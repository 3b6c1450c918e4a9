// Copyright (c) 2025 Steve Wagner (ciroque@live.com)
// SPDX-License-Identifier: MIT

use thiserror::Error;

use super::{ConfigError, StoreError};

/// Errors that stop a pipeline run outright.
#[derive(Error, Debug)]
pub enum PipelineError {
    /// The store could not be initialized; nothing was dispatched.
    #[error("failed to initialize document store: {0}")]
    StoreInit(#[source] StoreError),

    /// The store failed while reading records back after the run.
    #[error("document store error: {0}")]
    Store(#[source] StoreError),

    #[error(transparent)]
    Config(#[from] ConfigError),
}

--

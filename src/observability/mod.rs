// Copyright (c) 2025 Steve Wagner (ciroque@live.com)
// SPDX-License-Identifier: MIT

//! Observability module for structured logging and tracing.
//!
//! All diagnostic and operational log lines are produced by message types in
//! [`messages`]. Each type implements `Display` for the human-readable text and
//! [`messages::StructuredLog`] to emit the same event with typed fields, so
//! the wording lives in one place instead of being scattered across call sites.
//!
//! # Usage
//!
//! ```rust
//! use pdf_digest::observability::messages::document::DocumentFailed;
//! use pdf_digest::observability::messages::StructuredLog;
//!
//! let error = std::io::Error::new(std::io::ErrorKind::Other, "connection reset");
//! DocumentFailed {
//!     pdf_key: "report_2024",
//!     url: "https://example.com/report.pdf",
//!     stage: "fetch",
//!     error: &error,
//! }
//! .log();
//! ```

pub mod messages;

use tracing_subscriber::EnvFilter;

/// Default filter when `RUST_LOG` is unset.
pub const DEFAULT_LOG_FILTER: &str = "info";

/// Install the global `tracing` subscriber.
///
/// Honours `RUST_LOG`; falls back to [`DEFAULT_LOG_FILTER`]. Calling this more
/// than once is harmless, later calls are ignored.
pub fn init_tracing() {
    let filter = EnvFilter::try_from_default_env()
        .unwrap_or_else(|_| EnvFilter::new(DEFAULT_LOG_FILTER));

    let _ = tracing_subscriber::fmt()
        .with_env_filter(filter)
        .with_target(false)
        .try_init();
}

EXERCISE BRIEF: Scan the data above. Return every line with "EnvFilter" in it.

ANSWER TO THE EXERCISE:
use tracing_subscriber::EnvFilter;
    let filter = EnvFilter::try_from_default_env()
        .unwrap_or_else(|_| EnvFilter::new(DEFAULT_LOG_FILTER));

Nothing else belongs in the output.